Being with Ian's family for Christmas 2006 was interesting. They don't (necessarily) bond by talking--they bond by being in the same room together. Seriously: they have spent entire afternoons sitting in the same room and reading books, occasionally chuckling aloud. One of them might get up and get a glass of water and show love for the siblings by offering to get them a glass of water, too.
And then--those ice storms hit, and we lost power for the last 4 days of our visit. (Thankfully, we had water, because we were on the town's water system instead of having an electrically-powered water pump!) It was cooooooold! By the time we left, it was colder inside the house than outside, because at least the sun was shining outside! Whew! No electricity also meant no TV, no movies, and even though I brought my sewing machine along--no sewing. What's left? Nothing, but reading, reading, reading. Ack!

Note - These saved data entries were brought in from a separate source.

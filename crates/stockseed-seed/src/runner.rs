use std::sync::Arc;

use chrono::{DateTime, Utc};
use tracing::{info, warn};

use stockseed_core::{CatalogDefinition, StageName, order_selection};
use stockseed_generate::{default_catalog, load_catalog};

use crate::errors::{SeedError, SeedResult};
use crate::remote::InventoryApi;
use crate::settings::{PersistenceMode, RunConfiguration};
use crate::stage::{RunReport, SeedStage, Stage, StageContext, StageOutcome, StageVariant};
use crate::stages::{
    ClientsStage, DistributionsApiStage, DistributionsStage, EntriesApiStage, EntriesStage,
    ProductsStage, SalesApiStage, SalesStage,
};
use crate::store::Database;

/// Runs seed stages in dependency order behind the production safety gate.
pub struct SeedRunner {
    config: RunConfiguration,
    database: Arc<dyn Database>,
    api: Option<Arc<dyn InventoryApi>>,
    catalog: Arc<CatalogDefinition>,
    rng_seed: u64,
    reference_time: DateTime<Utc>,
}

impl SeedRunner {
    /// `api` is required when `config.mode` is [`PersistenceMode::Api`].
    pub fn new(
        config: RunConfiguration,
        database: Arc<dyn Database>,
        api: Option<Arc<dyn InventoryApi>>,
    ) -> SeedResult<Self> {
        if config.mode == PersistenceMode::Api && api.is_none() {
            return Err(SeedError::Configuration(
                "api mode requires an inventory API client".to_string(),
            ));
        }

        let catalog = match &config.catalog {
            Some(path) => load_catalog(path)?,
            None => default_catalog()?,
        };
        let rng_seed = config.rng_seed.unwrap_or_else(rand::random::<u64>);

        Ok(Self {
            config,
            database,
            api,
            catalog: Arc::new(catalog),
            rng_seed,
            reference_time: Utc::now(),
        })
    }

    pub fn with_catalog(mut self, catalog: CatalogDefinition) -> Self {
        self.catalog = Arc::new(catalog);
        self
    }

    /// Anchor for generated dates; defaults to the construction time.
    pub fn with_reference_time(mut self, reference_time: DateTime<Utc>) -> Self {
        self.reference_time = reference_time;
        self
    }

    pub fn config(&self) -> &RunConfiguration {
        &self.config
    }

    pub fn rng_seed(&self) -> u64 {
        self.rng_seed
    }

    /// Products and clients are always direct; the rest follow the mode.
    pub fn variant_for(&self, name: StageName) -> StageVariant {
        match (name, self.config.mode) {
            (StageName::Products | StageName::Clients, _) => StageVariant::Direct,
            (_, PersistenceMode::Direct) => StageVariant::Direct,
            (_, PersistenceMode::Api) => StageVariant::Api,
        }
    }

    fn context(&self) -> StageContext {
        StageContext {
            profile: self.config.profile,
            rng_seed: self.rng_seed,
            reference_time: self.reference_time,
        }
    }

    fn api(&self) -> SeedResult<Arc<dyn InventoryApi>> {
        self.api.clone().ok_or_else(|| {
            SeedError::Configuration("api mode requires an inventory API client".to_string())
        })
    }

    /// Build the stage registered for `name` under the current mode.
    pub fn build_stage(&self, name: StageName) -> SeedResult<Box<dyn Stage>> {
        let context = self.context();
        let stage: Box<dyn Stage> = match (name, self.variant_for(name)) {
            (StageName::Products, _) => Box::new(ProductsStage::new(self.catalog.clone(), context)),
            (StageName::Clients, _) => Box::new(ClientsStage::new(context)),
            (StageName::Entries, StageVariant::Direct) => Box::new(EntriesStage::new(context)),
            (StageName::Entries, StageVariant::Api) => {
                Box::new(EntriesApiStage::new(self.api()?, context))
            }
            (StageName::Distributions, StageVariant::Direct) => {
                Box::new(DistributionsStage::new(context))
            }
            (StageName::Distributions, StageVariant::Api) => {
                Box::new(DistributionsApiStage::new(self.api()?, context))
            }
            (StageName::Sales, StageVariant::Direct) => Box::new(SalesStage::new(context)),
            (StageName::Sales, StageVariant::Api) => {
                Box::new(SalesApiStage::new(self.api()?, context))
            }
        };
        Ok(stage)
    }

    /// Resolve requested names into canonical order.
    ///
    /// `None` or an empty list selects every stage. Unknown names are logged
    /// and skipped. Missing dependencies are not added.
    pub fn plan(&self, only: Option<&[String]>) -> Vec<StageName> {
        let requested = match only {
            Some(names) if !names.is_empty() => names,
            _ => return StageName::ALL.to_vec(),
        };

        let mut selected = Vec::new();
        for name in requested {
            match name.parse::<StageName>() {
                Ok(stage) => selected.push(stage),
                Err(_) => warn!(stage = %name, "unknown seed stage, skipping"),
            }
        }
        order_selection(&selected)
    }

    /// Run the selected stages, stopping at the first failure.
    pub async fn run(&self, only: Option<&[String]>) -> SeedResult<RunReport> {
        info!(
            environment = %self.config.environment,
            size = %self.config.size,
            mode = %self.config.mode,
            rng_seed = self.rng_seed,
            products = self.config.profile.products_count,
            clients = self.config.profile.clients_count,
            entries = self.config.profile.entries_count,
            distributions = self.config.profile.distributions_count,
            sales = self.config.profile.sales_count,
            batch_size = self.config.profile.batch_size,
            "seed runner started"
        );

        let mut report = RunReport {
            environment: self.config.environment.clone(),
            size: self.config.size,
            profile: self.config.profile,
            rng_seed: self.rng_seed,
            dry_run: self.config.dry_run,
            aborted: false,
            stages: Vec::new(),
        };

        if self.config.is_blocked() {
            warn!(
                environment = %self.config.environment,
                "production-like environment without FORCE_SEED=true, aborting"
            );
            report.aborted = true;
            return Ok(report);
        }

        let plan = self.plan(only);

        if self.config.dry_run {
            for name in &plan {
                let variant = self.variant_for(*name);
                info!(stage = %name, variant = %variant, "dry run, stage planned");
                report.stages.push(StageOutcome::planned(*name, variant));
            }
            return Ok(report);
        }

        for name in plan {
            let mut stage = SeedStage::new(self.build_stage(name)?);
            let outcome = stage.run(self.database.as_ref()).await?;
            report.stages.push(outcome);
        }

        info!(
            stages = report.stages.len(),
            records = report.total_records(),
            "seed run finished"
        );
        Ok(report)
    }

    /// Every stage in canonical order.
    pub async fn run_all(&self) -> SeedResult<RunReport> {
        self.run(None).await
    }

    /// The named stages, reordered canonically.
    pub async fn run_selected(&self, names: &[String]) -> SeedResult<RunReport> {
        self.run(Some(names)).await
    }
}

Imagine--gregarious me in that situation! Hah. It was a learning experience, to be sure. And learn we did! I learned to relax and learn how to 'just be together' and my new family learned how to chitchat and visit and talk with me.
We're still learning, though. Ian and I each retreat to 'default mode' when we're tired or stressed out, and my being quiet or his talking with me becomes an act of service. Sometimes it's sacrificial service! When I spend time with my in-laws, I'm learning to re-think what 'bonding' is: it doesn't always have to be chitchat. There are other perfectly reasonable and fulfilling ways to do things like bond and share family affection.
Question: How do you bond? If you are married, how do your bonding styles differ? Have you figured out some of the 'ropes' between you and your in-laws?